After hanging strips of white paper to Kojin(god), the puppeteer predicts and celebrates good harvests and a year without disease or disaster using the four puppets(dekos). In the past, the performers of Sanbasomawashi visited houses on predetermined dates; consequently, Sanbasomawashi became a well-established New Year's ritual and custom and was practiced for a long period of time.
However, most of the performers went out of business. By the late 1960's, the tradition disappeard from cities and towns and could be found only in some farm villages in intermediate and mountainous area.
We inherited the SANBASOUMAWASHI.
Performing on the roadside: “Hako Mawashi”
“Hako Mawashi” means puppet theatre performed as street shows. “Sanbaso Mawashi”, for example, used to be a ceremony performed at each house for the New Year to pray for good harvests and a year without disease or disaster. It progressively became the main New Year ceremony in Shikoku.

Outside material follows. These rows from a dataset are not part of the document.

//! TimeoutManager - one independent timer per active request
//!
//! Timers run as detached tokio tasks that only post an [`Expiry`] back to the
//! owner; the owner decides whether the request is still live. A generation
//! counter lets the owner ignore expiries from timers it already replaced.

use std::collections::HashMap;
use std::sync::Arc;
use std::time::Duration;

use tokio::task::JoinHandle;
use tracing::trace;

use contracts::RequestId;

/// Timer fired for `id`
#[derive(Debug, Clone, Copy, PartialEq, Eq)]
pub struct Expiry {
    pub id: RequestId,
    pub generation: u64,
}

/// Where expiries are posted
pub type ExpiryCallback = Arc<dyn Fn(Expiry) + Send + Sync>;

struct Armed {
    generation: u64,
    duration: Duration,
    task: JoinHandle<()>,
}

pub struct TimeoutManager {
    on_expiry: ExpiryCallback,
    armed: HashMap<RequestId, Armed>,
    generation: u64,
}

impl TimeoutManager {
    pub fn new(on_expiry: ExpiryCallback) -> Self {
        Self {
            on_expiry,
            armed: HashMap::new(),
            generation: 0,
        }
    }

    /// Start (or restart) the timer for `id`
    pub fn arm(&mut self, id: RequestId, duration: Duration) {
        self.cancel(id);
        self.generation += 1;
        let expiry = Expiry {
            id,
            generation: self.generation,
        };
        let on_expiry = self.on_expiry.clone();
        let task = tokio::spawn(async move {
            tokio::time::sleep(duration).await;
            on_expiry(expiry);
        });
        trace!(request_id = %id, timeout_ms = duration.as_millis() as u64, "timeout armed");
        self.armed.insert(
            id,
            Armed {
                generation: self.generation,
                duration,
                task,
            },
        );
    }

    /// Cancel the timer for `id`; returns whether one was armed
    pub fn cancel(&mut self, id: RequestId) -> bool {
        match self.armed.remove(&id) {
            Some(armed) => {
                armed.task.abort();
                true
            }
            None => false,
        }
    }

    pub fn cancel_all(&mut self) {
        for (_, armed) in self.armed.drain() {
            armed.task.abort();
        }
    }

    pub fn is_armed(&self, id: RequestId) -> bool {
        self.armed.contains_key(&id)
    }

    pub fn armed_count(&self) -> usize {
        self.armed.len()
    }

    /// Claim a fired timer
    ///
    /// Returns the armed duration if `expiry` belongs to the current timer of
    /// its request, `None` for cancelled or replaced timers.
    pub fn take_expired(&mut self, expiry: Expiry) -> Option<Duration> {
        match self.armed.get(&expiry.id) {
            Some(armed) if armed.generation == expiry.generation => {
                self.armed.remove(&expiry.id).map(|armed| armed.duration)
            }
            _ => None,
        }
    }
}

impl Drop for TimeoutManager {
    fn drop(&mut self) {
        self.cancel_all();
    }
}
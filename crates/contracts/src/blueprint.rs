//! LocatorBlueprint - Config Loader output
//!
//! Describes a complete locator setup: authorization policy, request defaults,
//! the simulated sensor, and the requests a scenario run submits.

use serde::{Deserialize, Serialize};
use std::time::Duration;

use crate::{AuthorizationMode, AuthorizationState, Coordinate, RequestOptions};

/// Configuration version
#[derive(Debug, Clone, Copy, PartialEq, Eq, Default, Serialize, Deserialize)]
pub enum ConfigVersion {
    #[default]
    V1,
}

/// Complete blueprint
#[derive(Debug, Clone, Default, Serialize, Deserialize)]
pub struct LocatorBlueprint {
    /// Configuration version
    #[serde(default)]
    pub version: ConfigVersion,

    /// Locator policy
    #[serde(default)]
    pub locator: LocatorConfig,

    /// Simulated sensor settings
    #[serde(default)]
    pub simulator: SimulatorConfig,

    /// Requests submitted by a scenario run
    #[serde(default)]
    pub requests: Vec<RequestOptions>,
}

/// Locator policy
#[derive(Debug, Clone, PartialEq, Serialize, Deserialize)]
pub struct LocatorConfig {
    /// Authorization modes the host application declares (manifest keys)
    #[serde(default)]
    pub declared_modes: Vec<AuthorizationMode>,

    /// Timeout applied to requests that declare none
    #[serde(
        default,
        rename = "default_timeout_ms",
        with = "crate::serde_ms::option",
        skip_serializing_if = "Option::is_none"
    )]
    pub default_timeout: Option<Duration>,

    /// Timeout for IP lookups that declare none
    #[serde(
        default = "default_ip_lookup_timeout",
        rename = "ip_lookup_timeout_ms",
        with = "crate::serde_ms"
    )]
    pub ip_lookup_timeout: Duration,
}

fn default_ip_lookup_timeout() -> Duration {
    Duration::from_secs(10)
}

impl Default for LocatorConfig {
    fn default() -> Self {
        Self {
            declared_modes: Vec::new(),
            default_timeout: None,
            ip_lookup_timeout: default_ip_lookup_timeout(),
        }
    }
}

/// Simulated sensor settings
#[derive(Debug, Clone, PartialEq, Serialize, Deserialize)]
pub struct SimulatorConfig {
    /// Emission frequency while any service runs (Hz)
    #[serde(default = "default_frequency_hz")]
    pub frequency_hz: f64,

    /// First emitted position
    #[serde(default = "default_start")]
    pub start: Coordinate,

    /// Northward movement between two readings (meters)
    #[serde(default = "default_step_meters")]
    pub step_meters: f64,

    /// Reported horizontal error (meters)
    #[serde(default = "default_horizontal_accuracy")]
    pub horizontal_accuracy: f64,

    /// Authorization before any prompt
    #[serde(default)]
    pub initial_authorization: AuthorizationState,

    /// What the simulated user answers to a prompt
    #[serde(default = "default_authorization_response")]
    pub authorization_response: AuthorizationState,
}

fn default_frequency_hz() -> f64 {
    1.0
}

fn default_start() -> Coordinate {
    Coordinate::new(45.4642, 9.19)
}

fn default_step_meters() -> f64 {
    10.0
}

fn default_horizontal_accuracy() -> f64 {
    5.0
}

fn default_authorization_response() -> AuthorizationState {
    AuthorizationState::FullAccess
}

impl Default for SimulatorConfig {
    fn default() -> Self {
        Self {
            frequency_hz: default_frequency_hz(),
            start: default_start(),
            step_meters: default_step_meters(),
            horizontal_accuracy: default_horizontal_accuracy(),
            initial_authorization: AuthorizationState::NotDetermined,
            authorization_response: default_authorization_response(),
        }
    }
}
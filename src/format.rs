//! Output formatting utilities for markdown and JSON.

use crate::db::schema::TableInfo;
use crate::types::{AssignmentRow, Employee, Status, Task};
use serde::Serialize;
use std::fmt::Display;

/// Output format for query results.
#[derive(Debug, Clone, Copy, PartialEq, Eq, Default, clap::ValueEnum)]
pub enum OutputFormat {
    Json,
    #[default]
    #[value(alias = "md")]
    Markdown,
}

/// Render a markdown table. Pipes inside cells are escaped.
fn markdown_table(title: &str, headers: &[&str], rows: &[Vec<String>]) -> String {
    let mut md = String::new();

    md.push_str(&format!("# {} ({})\n\n", title, rows.len()));
    if rows.is_empty() {
        md.push_str("_none_\n");
        return md;
    }

    md.push_str(&format!("| {} |\n", headers.join(" | ")));
    md.push_str(&format!(
        "|{}\n",
        headers.iter().map(|_| "---|").collect::<String>()
    ));
    for row in rows {
        let cells: Vec<String> = row.iter().map(|c| c.replace('|', "\\|")).collect();
        md.push_str(&format!("| {} |\n", cells.join(" | ")));
    }

    md
}

fn id_cell(id: Option<i64>) -> String {
    id.map(|id| id.to_string()).unwrap_or_default()
}

pub fn format_employees_markdown(employees: &[Employee]) -> String {
    let rows: Vec<Vec<String>> = employees
        .iter()
        .map(|e| {
            vec![
                id_cell(e.id()),
                e.first().to_string(),
                e.last().to_string(),
                e.phone().to_string(),
                e.email().to_string(),
            ]
        })
        .collect();
    markdown_table(
        "Employees",
        &["ID", "First", "Last", "Phone", "Email"],
        &rows,
    )
}

pub fn format_tasks_markdown(tasks: &[Task]) -> String {
    let rows: Vec<Vec<String>> = tasks
        .iter()
        .map(|t| {
            vec![
                id_cell(t.id()),
                t.name().to_string(),
                t.description().to_string(),
                format!("{:.2}", t.price()),
                t.hours().to_string(),
            ]
        })
        .collect();
    markdown_table(
        "Tasks",
        &["ID", "Name", "Description", "Price", "Hours"],
        &rows,
    )
}

pub fn format_statuses_markdown(statuses: &[Status]) -> String {
    let rows: Vec<Vec<String>> = statuses
        .iter()
        .map(|s| vec![id_cell(s.id()), s.description().to_string()])
        .collect();
    markdown_table("Statuses", &["ID", "Description"], &rows)
}

pub fn format_assignments_markdown(assignments: &[AssignmentRow]) -> String {
    let rows: Vec<Vec<String>> = assignments
        .iter()
        .map(|a| {
            vec![
                a.id.to_string(),
                a.employee.clone(),
                a.task.clone(),
                a.status.clone(),
            ]
        })
        .collect();
    markdown_table(
        "Assignments",
        &["ID", "Employee", "Task", "Status"],
        &rows,
    )
}

/// A bulleted list, used for the name and id projections.
pub fn format_list_markdown<T: Display>(title: &str, items: &[T]) -> String {
    let mut md = format!("# {} ({})\n\n", title, items.len());
    for item in items {
        md.push_str(&format!("- {}\n", item));
    }
    md
}

pub fn format_schema_markdown(tables: &[TableInfo]) -> String {
    let mut md = String::from("# Schema\n\n");
    for table in tables {
        md.push_str(&format!("## {}\n", table.name));
        for fk in &table.foreign_keys {
            md.push_str(&format!(
                "- `{}` -> `{}.{}`\n",
                fk.from_column, fk.to_table, fk.to_column
            ));
        }
        md.push('\n');
    }
    md
}

/// Serialize any result as pretty JSON.
pub fn to_json<T: Serialize + ?Sized>(value: &T) -> String {
    serde_json::to_string_pretty(value).unwrap_or_else(|e| {
        serde_json::json!({ "error": e.to_string() }).to_string()
    })
}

Dolls of the god Ebisu were also frequently displayed in fishing communities to pray for a good catch. Puppeteers travelled with their dolls inside wooden boxes, either alone or as a couple in the case of husband-and-wife shows: the artists toured the country and performed on street corners. “Hako Mawashi” puppeteers toured small villages and remote mountain communities where larger troupes would not go, and made the Awa(Tokushima) and Awaji style of puppet theatre known throughout Japan’s rural areas. However, that form of art had almost disappeared by the 1960’s.